The outlet said Ben Gvir also claimed that Hamas would “take advantage” of the decision to open humanitarian corridors that allow the UN to distribute aid safely across Gaza, and would operate within them.

“You didn’t include me in the conversation because you knew I was opposed,” he reportedly reiterated. “This is extremely serious.”

Some humanitarian chiefs are deeply skeptical that airdrops can deliver enough food to tackle the deepening hunger crisis facing Gaza’s more than two million inhabitants. They are instead demanding that Israel allow more overland convoys.

But British Prime Minister Keir Starmer backed the idea, vowing to work with Jordan to restart airdrops.

Starmer’s office said that in a call with his French and German counterparts, the “prime minister set out how the UK will also be taking forward plans to work with partners such as Jordan to airdrop aid and evacuate children requiring medical assistance.”

The United Arab Emirates said it would resume airdrops “immediately.”

A handout picture released by the official Jordanian news agency Petra shows an airdrop of humanitarian and relief aid to the southern Gaza Strip carried out by members of the Jordanian army on November 12, 2024. (PETRA News Agency / AFP)

“The humanitarian situation in Gaza has reached a critical and unprecedented level,” Foreign Minister Sheikh Abdullah bin Zayed Al Nahyan said in a post on X. “Airdrops are resuming once more, immediately.”

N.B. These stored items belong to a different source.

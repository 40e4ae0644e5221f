//! Tracing/logging initialization.

use tracing_subscriber::EnvFilter;

/// Initialize tracing/logging for the process.
///
/// JSON logs with timestamps, filter configurable via `RUST_LOG`
/// (defaults to `info`). Safe to call multiple times (subsequent calls are
/// no-ops), so tests can call it unconditionally.
pub fn init() {
    let filter = EnvFilter::try_from_default_env().unwrap_or_else(|_| EnvFilter::new("info"));

    let _ = tracing_subscriber::fmt()
        .with_env_filter(filter)
        .json()
        .with_timer(tracing_subscriber::fmt::time::SystemTime)
        .with_target(false)
        .try_init();
}
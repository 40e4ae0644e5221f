//! `claimgate-store` — identity store seam.
//!
//! The identity store owns all mutable state: user records, credentials
//! (including hashing and strength policy), session establishment, and
//! claim persistence. The account orchestrator only ever talks to the
//! [`IdentityStore`] trait; the in-memory implementation here is intended
//! for tests/dev, with production backends living behind the same trait.

pub mod error;
pub mod identity;
pub mod in_memory;
pub mod user;

pub use error::{StoreError, StoreResult};
pub use identity::IdentityStore;
pub use in_memory::InMemoryIdentityStore;
pub use user::{NewUser, User};
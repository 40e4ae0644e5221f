//! Store-owned user identity records.

use chrono::{DateTime, Utc};
use serde::{Deserialize, Serialize};

use claimgate_core::{Email, UserId};

/// A persisted user identity.
///
/// The password credential is owned by the store and never appears on this
/// record.
#[derive(Debug, Clone, PartialEq, Eq, Serialize, Deserialize)]
pub struct User {
    pub id: UserId,
    pub email: Email,
    pub name: String,
    pub created_at: DateTime<Utc>,
}

/// Identity attributes for a user about to be created.
///
/// The store assigns the id and timestamps during credential creation.
#[derive(Debug, Clone, PartialEq, Eq, Serialize, Deserialize)]
pub struct NewUser {
    pub email: Email,
    pub name: String,
}

impl NewUser {
    pub fn new(email: Email, name: impl Into<String>) -> Self {
        Self {
            email,
            name: name.into(),
        }
    }
}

The decision to loosen the flow of aid came as the Hamas-run civil defense agency claimed over 50 Palestinians had been killed in Israeli strikes and shootings Saturday, some as they waited near aid distribution centers.

The war between Israel and Hamas broke out on October 7, 2023, when Hamas-led terrorists invaded Israel, killing some 1,200 people and kidnapping 251. The IDF has confirmed the deaths of 28 of the 50 remaining hostages.

The Hamas-run Gaza health ministry says more than 58,000 people in the Strip have been killed or are presumed dead in the fighting so far, though the toll cannot be verified and does not differentiate between civilians and fighters. Israel says it has killed some 20,000 combatants in battle as of January and another 1,600 terrorists inside Israel during the October 7 onslaught.

Israel’s toll in the ground offensive against Hamas in Gaza and in military operations along the border with the Strip stands at 456.

Israel has said it seeks to minimize civilian fatalities and stresses that Hamas uses Gaza’s civilians as human shields, fighting from civilian areas including homes, hospitals, schools and mosques.